Objective: To determine the prevalence of chronic pain, its causes, severity, management, impact on sleep, mood and activity levels, and general practitioner (GP) and patient satisfaction with pain management.
Design: A subset of 197 GPs and 5,793 patients from the BEACH program, a continuous, national cross-sectional survey of Australian general practice.
Results: The prevalence of chronic pain was 19.2% (95% confidence interval: 17.4-21.0) (N = 1,113). The most commonly reported causal conditions were osteoarthritis (48.1%) and back problems (29.4%). For pain severity (using Von Korff's pain grades), 25.2% were at Grade I (lowest); 37.1% were at Grade II; 28.3% at Grade III; and 9.4% at Grade IV (highest). Medication was used for pain management by 86.1% of patients, and one third also used nonpharmacological managements. One third of patients were taking opioids, most commonly those at the highest pain severity grades. On "Live Better with Pain Log" scale, the impact of pain was similar across activity (mean = 4.0), sleep (mean = 4.8), and mood (mean = 4.8). On a scale of 1 (highest) to 5 (lowest), GPs' satisfaction (mean = 2.5) was highly correlated (r = 0.7) with patients' satisfaction (mean = 2.6) with pain management.

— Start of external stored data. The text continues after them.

//! Excel生成（CLI版）
//!
//! 共通ライブラリの excel_core でバッファを作り、ファイルに書き出す

use crate::error::{CaliperError, Result};
use optical_caliper_common::export::excel_core::generate_excel_buffer;
use optical_caliper_common::AnalysisResult;
use std::path::Path;

pub fn generate_excel(result: &AnalysisResult, output_path: &Path) -> Result<()> {
    let buffer = generate_excel_buffer(result).map_err(CaliperError::ExcelGeneration)?;
    std::fs::write(output_path, buffer)?;
    Ok(())
}
//! セッション状態
//!
//! 画像リスト・実行中の操作・最新の解析結果/図面/エラーを1つの値で保持する。
//! 状態遷移はすべてメソッド経由で行い、UI側はこの値を1か所で所有する。
//!
//! 実行中の操作は `InFlight` の1スロットだけなので、寸法解析と図面生成が
//! 同時に走ることは構造上起こらない。

use crate::error::is_auth_expired;
use crate::image::UploadedImage;
use crate::types::{AnalysisResult, BlueprintImage};
use thiserror::Error;

/// ユーザーが起動できる操作
#[derive(Debug, Clone, Copy, PartialEq, Eq)]
pub enum Operation {
    Analyze,
    Blueprint,
}

/// 実行中の操作
#[derive(Debug, Clone, Copy, PartialEq, Eq, Default)]
pub enum InFlight {
    #[default]
    Idle,
    Analyzing,
    DrawingBlueprint,
}

impl From<Operation> for InFlight {
    fn from(op: Operation) -> Self {
        match op {
            Operation::Analyze => InFlight::Analyzing,
            Operation::Blueprint => InFlight::DrawingBlueprint,
        }
    }
}

/// 操作の開始を拒否した理由
#[derive(Error, Debug, Clone, Copy, PartialEq, Eq)]
pub enum Rejected {
    #[error("No images provided")]
    NoImages,

    #[error("Another operation is in progress ({0:?})")]
    Busy(InFlight),
}

/// エラー発生後にUIが取るべき対応
#[derive(Debug, Clone, Copy, PartialEq, Eq)]
pub enum ErrorDisposition {
    /// エラーバナーに表示するだけ
    Shown,
    /// APIキーの再選択フローに戻る
    Reauthenticate,
}

/// `begin` が発行する実行券
///
/// 実行中に画像リストが変わった場合、完了時の結果は破棄される。
#[derive(Debug, Clone, Copy, PartialEq, Eq)]
pub struct Ticket {
    op: Operation,
    generation: u64,
}

impl Ticket {
    pub fn op(&self) -> Operation {
        self.op
    }
}

#[derive(Debug, Clone, Default)]
pub struct Session {
    images: Vec<UploadedImage>,
    /// `images` と同じ並びの画像ID（削除しても他の画像のIDは変わらない）
    image_ids: Vec<u64>,
    next_image_id: u64,
    in_flight: InFlight,
    analysis: Option<AnalysisResult>,
    blueprint: Option<BlueprintImage>,
    error: Option<String>,
    credential_selected: bool,
    generation: u64,
}

impl Session {
    pub fn new(credential_selected: bool) -> Self {
        Self {
            credential_selected,
            ..Default::default()
        }
    }

    pub fn images(&self) -> &[UploadedImage] {
        &self.images
    }

    pub fn analysis(&self) -> Option<&AnalysisResult> {
        self.analysis.as_ref()
    }

    pub fn blueprint(&self) -> Option<&BlueprintImage> {
        self.blueprint.as_ref()
    }

    pub fn error(&self) -> Option<&str> {
        self.error.as_deref()
    }

    pub fn in_flight(&self) -> InFlight {
        self.in_flight
    }

    pub fn is_analyzing(&self) -> bool {
        self.in_flight == InFlight::Analyzing
    }

    pub fn is_drawing(&self) -> bool {
        self.in_flight == InFlight::DrawingBlueprint
    }

    pub fn is_busy(&self) -> bool {
        self.in_flight != InFlight::Idle
    }

    pub fn credential_selected(&self) -> bool {
        self.credential_selected
    }

    // =============================================
    // 画像リスト
    // =============================================

    /// 画像を末尾に追加（既存のリストは置き換えない）
    pub fn add_images(&mut self, images: impl IntoIterator<Item = UploadedImage>) {
        let before = self.images.len();
        for image in images {
            self.images.push(image);
            self.image_ids.push(self.next_image_id);
            self.next_image_id += 1;
        }
        if self.images.len() != before {
            self.generation += 1;
        }
    }

    /// IDと画像の組（表示の並び順）
    pub fn image_entries(&self) -> impl Iterator<Item = (u64, &UploadedImage)> {
        self.image_ids.iter().copied().zip(self.images.iter())
    }

    /// IDで画像を1枚削除（見つからなければ何もしない）
    pub fn remove_image_by_id(&mut self, id: u64) -> Option<UploadedImage> {
        let index = self.image_ids.iter().position(|&i| i == id)?;
        self.remove_image(index)
    }

    /// 指定位置の画像を1枚だけ削除（範囲外は何もしない）
    pub fn remove_image(&mut self, index: usize) -> Option<UploadedImage> {
        if index >= self.images.len() {
            return None;
        }
        self.generation += 1;
        self.image_ids.remove(index);
        Some(self.images.remove(index))
    }

    /// 画像・解析結果・図面・エラーをすべて破棄
    ///
    /// 画像セットが変わった後に古い寸法や図面が残らないようにする
    pub fn clear_all(&mut self) {
        self.images.clear();
        self.image_ids.clear();
        self.analysis = None;
        self.blueprint = None;
        self.error = None;
        self.generation += 1;
    }

    /// 保存済みの解析結果を読み戻す（図面の寸法固定用）
    ///
    /// 実行中は何もしない
    pub fn restore_analysis(&mut self, analysis: AnalysisResult) -> bool {
        if self.is_busy() {
            return false;
        }
        self.analysis = Some(analysis);
        true
    }

    pub fn dismiss_error(&mut self) {
        self.error = None;
    }

    // =============================================
    // 操作の実行
    // =============================================

    /// 操作ボタンが押せる状態か
    pub fn can_trigger(&self) -> bool {
        !self.images.is_empty() && !self.is_busy()
    }

    /// 操作を開始
    ///
    /// 画像なし・実行中は拒否する。寸法解析は図面も破棄する
    /// （新しい寸法と古い図面の食い違いを防ぐ）。
    pub fn begin(&mut self, op: Operation) -> Result<Ticket, Rejected> {
        if self.is_busy() {
            return Err(Rejected::Busy(self.in_flight));
        }
        if self.images.is_empty() {
            return Err(Rejected::NoImages);
        }

        self.in_flight = op.into();
        self.error = None;
        match op {
            Operation::Analyze => {
                self.analysis = None;
                self.blueprint = None;
            }
            Operation::Blueprint => {
                self.blueprint = None;
            }
        }

        Ok(Ticket {
            op,
            generation: self.generation,
        })
    }

    /// 実行券の発行後に画像リストが変わっていないか
    ///
    /// falseなら完了時の結果は破棄される
    pub fn is_current(&self, ticket: &Ticket) -> bool {
        ticket.generation == self.generation
    }

    fn settle(&mut self, ticket: Ticket) -> bool {
        if self.in_flight == InFlight::from(ticket.op) {
            self.in_flight = InFlight::Idle;
        }
        self.is_current(&ticket)
    }

    /// 寸法解析の完了
    ///
    /// 失敗時は解析結果を空のままにしてエラーを記録する
    pub fn finish_analysis(
        &mut self,
        ticket: Ticket,
        result: Result<AnalysisResult, String>,
    ) -> Option<ErrorDisposition> {
        if !self.settle(ticket) {
            return None;
        }
        match result {
            Ok(analysis) => {
                self.analysis = Some(analysis);
                None
            }
            Err(message) => Some(self.fail(message)),
        }
    }

    /// 図面生成の完了
    pub fn finish_blueprint(
        &mut self,
        ticket: Ticket,
        result: Result<BlueprintImage, String>,
    ) -> Option<ErrorDisposition> {
        if !self.settle(ticket) {
            return None;
        }
        match result {
            Ok(image) => {
                self.blueprint = Some(image);
                None
            }
            Err(message) => Some(self.fail(message)),
        }
    }

    /// エラーを記録し、認証切れならキー選択状態を解除する
    pub fn fail(&mut self, message: impl Into<String>) -> ErrorDisposition {
        let message = message.into();
        let disposition = if is_auth_expired(&message) {
            self.credential_selected = false;
            ErrorDisposition::Reauthenticate
        } else {
            ErrorDisposition::Shown
        };
        self.error = Some(message);
        disposition
    }

    /// APIキーの選択が完了した（起動時）
    pub fn select_credential(&mut self) {
        self.credential_selected = true;
    }

    /// 認証切れ後の再選択結果
    ///
    /// 成功すればエラーを消す。失敗ならエラーを残す。
    pub fn credential_reselected(&mut self, success: bool) {
        if success {
            self.credential_selected = true;
            self.error = None;
        }
    }
}
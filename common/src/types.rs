//! 解析結果の型定義
//!
//! CLIとWeb(WASM)で共有される型:
//! - AnalysisResult: 寸法解析の出力（Geminiのレスポンススキーマと同形）
//! - BlueprintImage: 図面生成の出力（インライン画像）

use base64::engine::general_purpose::STANDARD as BASE64;
use base64::Engine;
use serde::{Deserialize, Serialize};

/// 1つの寸法の比較行（目視計測値 vs 公式値）
#[derive(Debug, Clone, PartialEq, Serialize, Deserialize)]
#[serde(rename_all = "camelCase")]
pub struct ComparisonDimension {
    /// 寸法名（Length, Width, Height など）
    pub label: String,

    /// 定規の目盛りから読み取った値
    pub visual_value: f64,

    /// Web検索で見つかった公式値
    #[serde(default, skip_serializing_if = "Option::is_none")]
    pub official_value: Option<f64>,

    pub unit: String,

    /// High/Medium/Low
    pub visual_confidence: String,

    /// 公式値の出典ドメイン
    #[serde(default, skip_serializing_if = "Option::is_none")]
    pub official_source: Option<String>,
}

impl ComparisonDimension {
    /// 図面ラベルに使う値（公式値があれば優先）
    pub fn preferred_value(&self) -> f64 {
        self.official_value.unwrap_or(self.visual_value)
    }
}

/// 目盛り読み取りの根拠
#[derive(Debug, Clone, PartialEq, Serialize, Deserialize)]
#[serde(rename_all = "camelCase")]
pub struct RulerReading {
    pub dimension_label: String,
    pub start_tick: String,
    pub end_tick: String,
    pub calculation_note: String,
}

/// CAD特徴量の出典
#[derive(Debug, Clone, Copy, PartialEq, Eq, Serialize, Deserialize)]
pub enum CadSource {
    #[serde(rename = "Official Specs")]
    OfficialSpecs,
    #[serde(rename = "Visual Measurement")]
    VisualMeasurement,
}

impl CadSource {
    pub fn as_str(&self) -> &'static str {
        match self {
            CadSource::OfficialSpecs => "Official Specs",
            CadSource::VisualMeasurement => "Visual Measurement",
        }
    }
}

impl std::fmt::Display for CadSource {
    fn fmt(&self, f: &mut std::fmt::Formatter<'_>) -> std::fmt::Result {
        f.write_str(self.as_str())
    }
}

#[derive(Debug, Clone, PartialEq, Serialize, Deserialize)]
#[serde(rename_all = "camelCase")]
pub struct CadFeature {
    pub feature: String,
    pub specification: String,
    pub source: CadSource,
}

/// 寸法解析結果
#[derive(Debug, Clone, PartialEq, Serialize, Deserialize)]
#[serde(rename_all = "camelCase")]
pub struct AnalysisResult {
    /// 特定したブランド・型番
    pub identified_name: String,

    /// 市販品かどうか（公式値検索の対象か）
    pub is_standard_product: bool,

    pub dimensions: Vec<ComparisonDimension>,

    pub ruler_readings: Vec<RulerReading>,

    pub cad_data: Vec<CadFeature>,

    pub analysis_summary: String,
}

impl AnalysisResult {
    /// ラベル文字列で目盛り読み取りを引く
    ///
    /// dimensionsとrulerReadingsはラベル文字列でしか対応付けられていない。
    /// 片方にしかないラベルはNoneを返し、そのまま表示側で許容する。
    pub fn reading_for(&self, label: &str) -> Option<&RulerReading> {
        self.ruler_readings
            .iter()
            .find(|r| r.dimension_label == label)
    }
}

/// 生成された図面画像
#[derive(Debug, Clone, PartialEq, Serialize, Deserialize)]
#[serde(rename_all = "camelCase")]
pub struct BlueprintImage {
    pub mime_type: String,
    /// Base64エンコード済みの画像データ
    pub data: String,
}

impl BlueprintImage {
    /// バイト列から生成
    pub fn from_bytes(mime_type: &str, bytes: &[u8]) -> Self {
        Self {
            mime_type: mime_type.to_string(),
            data: BASE64.encode(bytes),
        }
    }

    /// `data:<mime>;base64,<payload>` 形式のData URL
    pub fn to_data_uri(&self) -> String {
        format!("data:{};base64,{}", self.mime_type, self.data)
    }

    /// 画像バイト列にデコード
    pub fn decode(&self) -> crate::Result<Vec<u8>> {
        Ok(BASE64.decode(self.data.as_bytes())?)
    }

    /// MIMEタイプに対応する拡張子
    pub fn extension(&self) -> &'static str {
        match self.mime_type.as_str() {
            "image/jpeg" | "image/jpg" => "jpg",
            "image/webp" => "webp",
            _ => "png",
        }
    }
}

Conclusions: Chronic pain impairs patient quality of life, and is a public health burden. This study provides a national overview of the prevalence, causes, severity, management and impact of chronic pain in Australian general practice patients, and the parity between GP and patient satisfaction with pain management.
Keywords: Chronic Pain; Impact of Pain; Pain Management; Pain Severity.